The General Assembly Definition (1974)

Following decades of negotiations, in December 1974, the UN General Assembly adopted Resolution 3314 (XXIX). The purpose of the definition of aggression annexed to the resolution was to give guidance to the Security Council in its determination of the existence of an act of aggression. Notably, the definition deals with the State act of aggression, not the act of an individual who may be responsible for the State act. The definition of aggression essentially mirrors the notion of the illegal use of force contained in Article 2(4) of the Charter and enumerates specific examples of acts of aggression, such as the invasion or attack by the armed forces of a State of the territory of another State (including related military occupation), bombardment by the armed forces of a State against the territory of another State, etc. The core provisions of the 1974 definition (Articles 1 and 3) were later incorporated into part of the 2010 definition of the crime of aggression under the Rome Statute.

Documents:
1974 GA Resolution 3314

The Rome Conference (1998)

The question whether or not to include the crime of aggression, and if so, how to define it, was one of the central disputes at the July 1998 diplomatic conference that led to the adoption of the Rome Statute of the International Criminal Court. Delegates could not agree on a definition of the crime of aggression, as some wanted only “wars of aggression” to be covered, whereas others wanted to use what is arguably the broader notion of “acts of aggression” contained in the 1974 GA definition. Even more difficult was the question of whether the ICC should only prosecute crimes of aggression once the Security Council has determined the existence of an act of aggression by one State against another.
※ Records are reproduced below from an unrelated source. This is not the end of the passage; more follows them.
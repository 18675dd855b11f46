//! Mealplan aggregation
//!
//! Planned items carry a caller-chosen serving size (in reference units)
//! keyed by external id instead of a logged membership.

use std::collections::HashMap;

use uuid::Uuid;

use super::aggregate::amount_in_containers;
use super::aliases::resolve_aliases;
use super::lookup::amount_for_food;
use super::units::PORTION_SIZE;
use crate::models::{ContainerRef, FoodNutrientRecord, Ingredient, Recipe};

/// Total of `nutrient_id` over the planned ingredients and recipes
///
/// Items missing from `quantities` are left out entirely. `None` when no
/// included item yielded a non-zero amount.
pub fn amount_in_mealplan(
    ingredients: &[Ingredient],
    recipes: &[Recipe],
    quantities: &HashMap<Uuid, f64>,
    records: &[FoodNutrientRecord],
    nutrient_id: i64,
    known_recipes: &[Recipe],
) -> Option<f64> {
    let aliases = resolve_aliases(nutrient_id);
    let mut total = None;
    let mut add = |serving_size: f64, amount: f64| {
        total = Some(total.unwrap_or(0.0) + serving_size * amount / PORTION_SIZE);
    };

    for ingredient in ingredients {
        let Some(&serving_size) = quantities.get(&ingredient.external_id) else {
            continue;
        };
        if let Some(amount) = amount_for_food(&ingredient.food_ref(), records, &aliases).filter(|a| *a != 0.0) {
            add(serving_size, amount);
        }
    }

    for recipe in recipes {
        let Some(&serving_size) = quantities.get(&recipe.external_id) else {
            continue;
        };
        let amount = amount_in_containers(&[ContainerRef::Recipe(recipe)], records, nutrient_id, known_recipes);
        if let Some(amount) = amount.filter(|a| *a != 0.0) {
            add(serving_size, amount);
        }
    }

    total
}

#[cfg(test)]
mod tests {
    use super::*;
    use crate::catalog::ENERGY_NUTRIENT_ID;
    use crate::nutrition::aggregate::fixtures::{ingredient, recipe};

    const EPSILON: f64 = 1e-9;

    fn planned_ingredient(id: i64) -> Ingredient {
        Ingredient {
            id,
            external_id: Uuid::new_v4(),
            user_id: 1,
            name: format!("Food {}", id),
            catalog_food_id: None,
            category_id: None,
            portions: Vec::new(),
        }
    }

    #[test]
    fn test_ingredients_and_recipes() {
        let food = planned_ingredient(10);
        let r = recipe(5, None, vec![(ingredient(10), 25.0)]);
        let records = vec![FoodNutrientRecord::user(10, ENERGY_NUTRIENT_ID, Some(8.0))];

        let quantities = HashMap::from([(food.external_id, 62.5), (r.external_id, 100.0)]);
        let total = amount_in_mealplan(
            std::slice::from_ref(&food),
            std::slice::from_ref(&r),
            &quantities,
            &records,
            ENERGY_NUTRIENT_ID,
            &[],
        );
        // 62.5 * 8 / 100 + 100 * (25 * 8 / 100) / 100
        assert!((total.unwrap() - 7.0).abs() < EPSILON);
    }

    #[test]
    fn test_items_without_quantity_are_excluded() {
        let planned = planned_ingredient(10);
        let unplanned = planned_ingredient(11);
        let records = vec![
            FoodNutrientRecord::user(10, ENERGY_NUTRIENT_ID, Some(50.0)),
            FoodNutrientRecord::user(11, ENERGY_NUTRIENT_ID, Some(1000.0)),
        ];
        let quantities = HashMap::from([(planned.external_id, 200.0)]);

        let total = amount_in_mealplan(
            &[planned, unplanned],
            &[],
            &quantities,
            &records,
            ENERGY_NUTRIENT_ID,
            &[],
        );
        assert!((total.unwrap() - 100.0).abs() < EPSILON);

        assert_eq!(
            amount_in_mealplan(&[], &[], &HashMap::new(), &records, ENERGY_NUTRIENT_ID, &[]),
            None
        );
    }
}
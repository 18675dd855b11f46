//! Ingredient model
//!
//! A user's food, optionally backed by a catalog food.

use rusqlite::{params, params_from_iter, types::Value, Connection, Row};
use serde::{Deserialize, Serialize};
use uuid::Uuid;

use super::nutrient_record::FoodRef;
use super::portion::{FoodPortion, PortionOwner};
use crate::catalog::ALL_FOODS_CATEGORY_ID;
use crate::db::{placeholders, DbError, DbResult};

/// A user ingredient with its portions
#[derive(Debug, Clone, PartialEq, Serialize, Deserialize)]
pub struct Ingredient {
    pub id: i64,
    pub external_id: Uuid,
    pub user_id: i64,
    pub name: String,
    pub catalog_food_id: Option<i64>,
    pub category_id: Option<i64>,
    pub portions: Vec<FoodPortion>,
}

/// Data for creating a new ingredient
#[derive(Debug, Clone, Serialize, Deserialize)]
pub struct IngredientCreate {
    pub user_id: i64,
    pub name: String,
    pub catalog_food_id: Option<i64>,
    pub category_id: Option<i64>,
}

impl Ingredient {
    fn from_row(row: &Row) -> rusqlite::Result<Self> {
        Ok(Self {
            id: row.get("id")?,
            external_id: row.get("external_id")?,
            user_id: row.get("user_id")?,
            name: row.get("name")?,
            catalog_food_id: row.get("catalog_food_id")?,
            category_id: row.get("category_id")?,
            portions: Vec::new(),
        })
    }

    /// Identity used to match nutrient records
    pub fn food_ref(&self) -> FoodRef {
        FoodRef::new(self.id, self.catalog_food_id)
    }

    /// Create a new ingredient
    pub fn create(conn: &Connection, data: &IngredientCreate) -> DbResult<Self> {
        if data.name.trim().is_empty() {
            return Err(DbError::InvalidInput("Ingredient name is required".to_string()));
        }

        conn.execute(
            r#"
            INSERT INTO ingredients (external_id, user_id, name, catalog_food_id, category_id)
            VALUES (?1, ?2, ?3, ?4, ?5)
            "#,
            params![
                Uuid::new_v4(),
                data.user_id,
                data.name.trim(),
                data.catalog_food_id,
                data.category_id,
            ],
        )?;

        let id = conn.last_insert_rowid();
        Self::get_by_id(conn, id)?.ok_or(DbError::NotFound { entity: "ingredient", id })
    }

    /// Get an ingredient by ID, with portions
    pub fn get_by_id(conn: &Connection, id: i64) -> DbResult<Option<Self>> {
        let mut stmt = conn.prepare("SELECT * FROM ingredients WHERE id = ?1")?;

        let result = stmt.query_row([id], Self::from_row);
        match result {
            Ok(mut ingredient) => {
                ingredient.portions = FoodPortion::list_for_owner(conn, PortionOwner::Ingredient, id)?;
                Ok(Some(ingredient))
            }
            Err(rusqlite::Error::QueryReturnedNoRows) => Ok(None),
            Err(e) => Err(e.into()),
        }
    }

    /// Load a user's ingredients by id, with portions
    pub fn load_many(conn: &Connection, user_id: i64, ids: &[i64]) -> DbResult<Vec<Self>> {
        if ids.is_empty() {
            return Ok(Vec::new());
        }

        let sql = format!(
            "SELECT * FROM ingredients WHERE user_id = ? AND id IN ({}) ORDER BY id",
            placeholders(ids.len())
        );
        let mut values: Vec<Value> = vec![user_id.into()];
        values.extend(ids.iter().map(|id| Value::from(*id)));

        let mut stmt = conn.prepare(&sql)?;
        let ingredients = stmt
            .query_map(params_from_iter(values), Self::from_row)?
            .collect::<Result<Vec<_>, _>>()?;

        Self::with_portions(conn, ingredients)
    }

    /// A user's ingredients in a food category
    ///
    /// The all-foods category lists every ingredient of the user.
    pub fn list_for_category(conn: &Connection, user_id: i64, category_id: i64) -> DbResult<Vec<Self>> {
        let ingredients = if category_id == ALL_FOODS_CATEGORY_ID {
            let mut stmt = conn.prepare("SELECT * FROM ingredients WHERE user_id = ?1 ORDER BY name")?;
            let rows = stmt
                .query_map([user_id], Self::from_row)?
                .collect::<Result<Vec<_>, _>>()?;
            rows
        } else {
            let mut stmt = conn.prepare(
                "SELECT * FROM ingredients WHERE user_id = ?1 AND category_id = ?2 ORDER BY name",
            )?;
            let rows = stmt
                .query_map(params![user_id, category_id], Self::from_row)?
                .collect::<Result<Vec<_>, _>>()?;
            rows
        };

        Self::with_portions(conn, ingredients)
    }

    fn with_portions(conn: &Connection, mut ingredients: Vec<Self>) -> DbResult<Vec<Self>> {
        let ids: Vec<i64> = ingredients.iter().map(|i| i.id).collect();
        let mut portions = FoodPortion::load_for_owners(conn, PortionOwner::Ingredient, &ids)?;
        for ingredient in &mut ingredients {
            ingredient.portions = portions.remove(&ingredient.id).unwrap_or_default();
        }
        Ok(ingredients)
    }

    /// Attach a portion to this ingredient
    pub fn add_portion(&mut self, conn: &Connection, portion: &FoodPortion) -> DbResult<&FoodPortion> {
        let saved = FoodPortion::create(conn, PortionOwner::Ingredient, self.id, portion)?;
        self.portions.push(saved);
        Ok(&self.portions[self.portions.len() - 1])
    }
}

#[cfg(test)]
mod tests {
    use super::*;
    use crate::db::connection::test_connection;
    use crate::nutrition::ServingSizeUnit;

    fn create(conn: &Connection, user_id: i64, name: &str, category_id: Option<i64>) -> Ingredient {
        Ingredient::create(
            conn,
            &IngredientCreate {
                user_id,
                name: name.to_string(),
                catalog_food_id: None,
                category_id,
            },
        )
        .unwrap()
    }

    #[test]
    fn test_load_many_is_scoped_to_user() {
        let conn = test_connection();
        let mine = create(&conn, 1, "Apple", None);
        let theirs = create(&conn, 2, "Pear", None);

        let loaded = Ingredient::load_many(&conn, 1, &[mine.id, theirs.id]).unwrap();
        assert_eq!(loaded.len(), 1);
        assert_eq!(loaded[0].name, "Apple");
        assert_eq!(loaded[0].food_ref(), FoodRef::new(mine.id, None));
    }

    #[test]
    fn test_portions_attached() {
        let conn = test_connection();
        let mut apple = create(&conn, 1, "Apple", Some(3));
        apple
            .add_portion(&conn, &FoodPortion::serving(182.0, ServingSizeUnit::Weight))
            .unwrap();
        create(&conn, 1, "Banana", Some(3));

        let fruit = Ingredient::list_for_category(&conn, 1, 3).unwrap();
        assert_eq!(fruit.len(), 2);
        assert_eq!(fruit[0].portions.len(), 1);
        assert!(fruit[1].portions.is_empty());

        create(&conn, 1, "Butter", Some(4));
        create(&conn, 2, "Cherry", Some(3));
        let all = Ingredient::list_for_category(&conn, 1, ALL_FOODS_CATEGORY_ID).unwrap();
        let names: Vec<&str> = all.iter().map(|i| i.name.as_str()).collect();
        assert_eq!(names, vec!["Apple", "Banana", "Butter"]);
    }
}
//! Food categories
//!
//! USDA food groups, plus the WWEIA survey categories some foods carry in
//! place of a food group.

use std::sync::LazyLock;

use serde::{Deserialize, Serialize};

/// Pseudo-category covering every food
pub const ALL_FOODS_CATEGORY_ID: i64 = 0;

/// A USDA food group ("0100" Dairy and Egg Products)
#[derive(Debug, Clone, PartialEq, Eq, Serialize, Deserialize)]
pub struct UsdaFoodCategory {
    pub id: i64,
    /// Four-digit group code, absent for the all-foods pseudo-category
    pub code: Option<String>,
    pub description: String,
}

/// A WWEIA survey category
#[derive(Debug, Clone, PartialEq, Eq, Serialize, Deserialize)]
pub struct WweiaFoodCategory {
    pub id: i64,
    pub description: String,
}

/// A resolved category of either table
#[derive(Debug, Clone, Copy, PartialEq, Eq)]
pub enum FoodCategory {
    Usda(&'static UsdaFoodCategory),
    Wweia(&'static WweiaFoodCategory),
}

impl FoodCategory {
    pub fn id(&self) -> i64 {
        match self {
            FoodCategory::Usda(c) => c.id,
            FoodCategory::Wweia(c) => c.id,
        }
    }

    pub fn description(&self) -> &'static str {
        match *self {
            FoodCategory::Usda(c) => &c.description,
            FoodCategory::Wweia(c) => &c.description,
        }
    }
}

#[derive(Deserialize)]
struct FoodCategoryDataFile {
    usda_food_categories: Vec<UsdaFoodCategory>,
    wweia_food_categories: Vec<WweiaFoodCategory>,
}

static FOOD_CATEGORIES_JSON: &str = include_str!("data/food_categories.json");

static DATA: LazyLock<FoodCategoryDataFile> = LazyLock::new(|| {
    serde_json::from_str(FOOD_CATEGORIES_JSON).expect("food_categories.json should be valid JSON")
});

pub fn usda_food_categories() -> &'static [UsdaFoodCategory] {
    &DATA.usda_food_categories
}

pub fn wweia_food_categories() -> &'static [WweiaFoodCategory] {
    &DATA.wweia_food_categories
}

/// Look up a category, trying USDA food groups before WWEIA categories
pub fn food_category(category_id: i64) -> Option<FoodCategory> {
    usda_food_categories()
        .iter()
        .find(|c| c.id == category_id)
        .map(FoodCategory::Usda)
        .or_else(|| {
            wweia_food_categories()
                .iter()
                .find(|c| c.id == category_id)
                .map(FoodCategory::Wweia)
        })
}

/// Category description for display
pub fn category_display_name(category_id: i64) -> Option<&'static str> {
    food_category(category_id).map(|c| c.description())
}

/// Selectable USDA food groups as `(id, description)`, sorted by description,
/// without the all-foods pseudo-category
pub fn category_choices() -> Vec<(i64, &'static str)> {
    let mut choices: Vec<(i64, &'static str)> = usda_food_categories()
        .iter()
        .filter(|c| c.id != ALL_FOODS_CATEGORY_ID)
        .map(|c| (c.id, c.description.as_str()))
        .collect();
    choices.sort_by(|a, b| a.1.cmp(b.1));
    choices
}
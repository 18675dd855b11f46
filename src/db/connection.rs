//! Database connection management
//!
//! Provides SQLite connection pooling and management.

use std::path::Path;
use std::sync::Arc;

use r2d2::{Pool, PooledConnection};
use r2d2_sqlite::SqliteConnectionManager;
use rusqlite::{Connection, OpenFlags};
use thiserror::Error;

/// Database error types
#[derive(Debug, Error)]
pub enum DbError {
    #[error("Database connection error: {0}")]
    Connection(#[from] r2d2::Error),

    #[error("SQLite error: {0}")]
    Sqlite(#[from] rusqlite::Error),

    #[error("Invalid input: {0}")]
    InvalidInput(String),

    #[error("{entity} {id} not found")]
    NotFound { entity: &'static str, id: i64 },
}

/// Result type for database operations
pub type DbResult<T> = Result<T, DbError>;

/// Pragmas applied to every new connection
pub const CONNECTION_PRAGMAS: &str = "PRAGMA foreign_keys = ON;
     PRAGMA journal_mode = WAL;
     PRAGMA synchronous = NORMAL;
     PRAGMA temp_store = MEMORY;";

/// Database connection pool wrapper
#[derive(Clone)]
pub struct Database {
    pool: Arc<Pool<SqliteConnectionManager>>,
}

impl Database {
    /// Create a new database connection pool
    pub fn new<P: AsRef<Path>>(path: P) -> DbResult<Self> {
        let manager = SqliteConnectionManager::file(path)
            .with_flags(
                OpenFlags::SQLITE_OPEN_READ_WRITE
                    | OpenFlags::SQLITE_OPEN_CREATE
                    | OpenFlags::SQLITE_OPEN_URI,
            )
            .with_init(|conn| conn.execute_batch(CONNECTION_PRAGMAS));

        let pool = Pool::builder().max_size(10).build(manager)?;

        Ok(Self {
            pool: Arc::new(pool),
        })
    }

    /// Get a connection from the pool
    pub fn get_conn(&self) -> DbResult<PooledConnection<SqliteConnectionManager>> {
        Ok(self.pool.get()?)
    }

    /// Execute a closure with a database connection
    pub fn with_conn<F, T>(&self, f: F) -> DbResult<T>
    where
        F: FnOnce(&rusqlite::Connection) -> DbResult<T>,
    {
        let conn = self.get_conn()?;
        f(&conn)
    }
}

/// Run `f` atomically, rolling back on error
///
/// Inside an already open transaction `f` joins it instead of nesting.
pub fn in_transaction<F, T>(conn: &Connection, f: F) -> DbResult<T>
where
    F: FnOnce(&Connection) -> DbResult<T>,
{
    if !conn.is_autocommit() {
        return f(conn);
    }

    let tx = conn.unchecked_transaction()?;
    let result = f(&tx)?;
    tx.commit()?;
    Ok(result)
}

/// Build "?, ?, ?" for an IN list of `count` parameters
pub(crate) fn placeholders(count: usize) -> String {
    vec!["?"; count].join(", ")
}

#[cfg(test)]
pub(crate) fn test_connection() -> rusqlite::Connection {
    let conn = rusqlite::Connection::open_in_memory().expect("in-memory database");
    conn.execute_batch("PRAGMA foreign_keys = ON;").expect("pragma");
    super::migrations::run_migrations(&conn).expect("migrations");
    conn
}

#[cfg(test)]
mod tests {
    use super::*;

    #[test]
    fn test_placeholders() {
        assert_eq!(placeholders(0), "");
        assert_eq!(placeholders(1), "?");
        assert_eq!(placeholders(3), "?, ?, ?");
    }

    #[test]
    fn test_file_database_runs_migrations() {
        let dir = std::env::temp_dir().join(format!("nourish-test-{}", uuid::Uuid::new_v4()));
        std::fs::create_dir_all(&dir).unwrap();
        let db = Database::new(dir.join("nourish.db")).unwrap();

        let version = db
            .with_conn(|conn| {
                super::super::migrations::run_migrations(conn)?;
                super::super::migrations::get_schema_version(conn)
            })
            .unwrap();
        assert_eq!(version, super::super::migrations::SCHEMA_VERSION);

        std::fs::remove_dir_all(&dir).ok();
    }

    fn meal_count(conn: &Connection) -> i64 {
        conn.query_row("SELECT COUNT(*) FROM meals", [], |row| row.get(0)).unwrap()
    }

    fn insert_meal(conn: &Connection) -> DbResult<()> {
        conn.execute(
            "INSERT INTO meals (external_id, user_id, meal_date) VALUES (?1, 1, '2025-01-09')",
            [uuid::Uuid::new_v4()],
        )?;
        Ok(())
    }

    #[test]
    fn test_in_transaction_rolls_back_on_error() {
        let conn = test_connection();

        let result: DbResult<()> = in_transaction(&conn, |conn| {
            insert_meal(conn)?;
            Err(DbError::InvalidInput("abort".to_string()))
        });
        assert!(result.is_err());
        assert_eq!(meal_count(&conn), 0);
        assert!(conn.is_autocommit());

        in_transaction(&conn, insert_meal).unwrap();
        assert_eq!(meal_count(&conn), 1);
    }

    #[test]
    fn test_in_transaction_joins_open_transaction() {
        let conn = test_connection();
        let outer = conn.unchecked_transaction().unwrap();
        in_transaction(&outer, insert_meal).unwrap();
        outer.rollback().unwrap();
        assert_eq!(meal_count(&conn), 0);
    }
}
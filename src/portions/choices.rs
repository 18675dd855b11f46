//! Selectable portion choices
//!
//! A food's own portions, then its catalog food's portions, then three
//! synthetic defaults (100 units, 1 unit, one ounce).

use serde::{Deserialize, Serialize};
use uuid::Uuid;

use super::format::format_portion;
use crate::models::{CatalogFood, FoodPortion, Ingredient, Recipe};
use crate::nutrition::{ServingSizeUnit, PORTION_SIZE};

/// Non-persisted default portions
#[derive(Debug, Clone, Copy, PartialEq, Eq, Hash, Serialize, Deserialize)]
#[serde(rename_all = "snake_case")]
pub enum SyntheticPortion {
    Hundred,
    One,
    OneOunce,
}

impl SyntheticPortion {
    pub const ALL: [SyntheticPortion; 3] = [
        SyntheticPortion::Hundred,
        SyntheticPortion::One,
        SyntheticPortion::OneOunce,
    ];

    /// Negative id callers use to recognize a default choice
    pub fn sentinel_id(&self) -> i64 {
        match self {
            SyntheticPortion::Hundred => -1,
            SyntheticPortion::One => -2,
            SyntheticPortion::OneOunce => -3,
        }
    }

    pub fn from_sentinel_id(id: i64) -> Option<Self> {
        Self::ALL.into_iter().find(|p| p.sentinel_id() == id)
    }

    /// Size in the canonical unit
    pub fn serving_size(&self, unit: ServingSizeUnit) -> f64 {
        match self {
            SyntheticPortion::Hundred => PORTION_SIZE,
            SyntheticPortion::One => 1.0,
            SyntheticPortion::OneOunce => unit.one_ounce(),
        }
    }

    pub fn display(&self, unit: ServingSizeUnit) -> String {
        match self {
            SyntheticPortion::Hundred => format!("100{}", unit.canonical_unit()),
            SyntheticPortion::One => format!("1{}", unit.canonical_unit()),
            SyntheticPortion::OneOunce => format!("1{}", unit.ounce_unit()),
        }
    }
}

/// Identity of a portion choice
#[derive(Debug, Clone, Copy, PartialEq, Eq, Hash, Serialize, Deserialize)]
#[serde(untagged)]
pub enum PortionChoiceId {
    Portion(Uuid),
    Synthetic(SyntheticPortion),
}

/// A portion offered for selection
#[derive(Debug, Clone, PartialEq, Serialize, Deserialize)]
pub struct PortionChoice {
    pub id: PortionChoiceId,
    /// Lowercased display string
    pub display: String,
    pub serving_size: f64,
    pub serving_size_unit: ServingSizeUnit,
    pub servings_per_container: Option<f64>,
    pub quantity: Option<f64>,
}

impl PortionChoice {
    fn from_portion(portion: &FoodPortion) -> Self {
        Self {
            id: PortionChoiceId::Portion(portion.external_id),
            display: format_portion(portion).to_lowercase(),
            serving_size: portion.serving_size(),
            serving_size_unit: portion.serving_size_unit(),
            servings_per_container: portion.servings_per_container,
            quantity: portion.quantity,
        }
    }

    fn synthetic(portion: SyntheticPortion, unit: ServingSizeUnit) -> Self {
        Self {
            id: PortionChoiceId::Synthetic(portion),
            display: portion.display(unit),
            serving_size: portion.serving_size(unit),
            serving_size_unit: unit,
            servings_per_container: None,
            quantity: None,
        }
    }

    pub fn is_synthetic(&self) -> bool {
        matches!(self.id, PortionChoiceId::Synthetic(_))
    }
}

/// A food whose portions can be offered
#[derive(Debug, Clone, Copy)]
pub enum PortionedFood<'a> {
    Ingredient(&'a Ingredient),
    Recipe(&'a Recipe),
}

impl<'a> PortionedFood<'a> {
    pub fn portions(&self) -> &'a [FoodPortion] {
        match *self {
            PortionedFood::Ingredient(ingredient) => &ingredient.portions,
            PortionedFood::Recipe(recipe) => &recipe.portions,
        }
    }
}

/// Ordered portion choices for a food and its catalog food
///
/// Default choices take their unit from the first real choice, falling back
/// to weight.
pub fn display_choices_for(
    food: Option<PortionedFood<'_>>,
    catalog_food: Option<&CatalogFood>,
) -> Vec<PortionChoice> {
    let own = food.map(|f| f.portions()).unwrap_or_default();
    let catalog = catalog_food.map(|c| c.portions.as_slice()).unwrap_or_default();

    let mut choices: Vec<PortionChoice> = own
        .iter()
        .chain(catalog)
        .map(PortionChoice::from_portion)
        .filter(|c| !c.display.is_empty())
        .collect();

    let unit = choices
        .first()
        .map(|c| c.serving_size_unit)
        .unwrap_or_default();
    choices.extend(
        SyntheticPortion::ALL
            .into_iter()
            .map(|p| PortionChoice::synthetic(p, unit)),
    );

    choices
}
As part of the final compromise, the crime of aggression was included in the list of crimes under the jurisdiction of the Court, but the definition and the conditions for the exercise of jurisdiction (including the question of the role of the Security Council) were deferred for consideration by the first Review Conference.

Documents:
2010 Rome Statute

The Kampala Review Conference (2010)

Secretary-General meets Rome Statute States Parties President in Kampala, June 2010 © UN/ Evan Schneider

Following the 1998 Rome Conference, the Preparatory Commission for the ICC (PrepComm, 1999-2002) and later the Special Working Group on the Crime of Aggression (SWGCA, 2003-2009) continued negotiations on the outstanding issues regarding the crime of aggression. In February 2009, the SWGCA found a consensus agreement on the definition of the crime of aggression. The 2010 Kampala Review Conference  used that definition and could thus focus on other outstanding issues, i.e. the “conditions for the exercise of jurisdiction”. States Parties seized the historic opportunity and adopted Resolution RC/Res.6 by consensus. The resolution amended the Rome Statute to include, inter alia, new article 8 bis containing a definition of the crime of aggression and new articles 15 bis and 15 ter, containing complex provisions on the conditions for the exercise of jurisdiction. Notably, the compromise included a clause that prevents the Court from exercising jurisdiction over the crime of aggression immediately. Instead, the Assembly of States Parties will have to take a further one-time decision to activate the Court’s jurisdiction, no earlier than 2017. Also, one year must have passed since the 30th ratification before the Court can exercise its jurisdiction over the crime of aggression.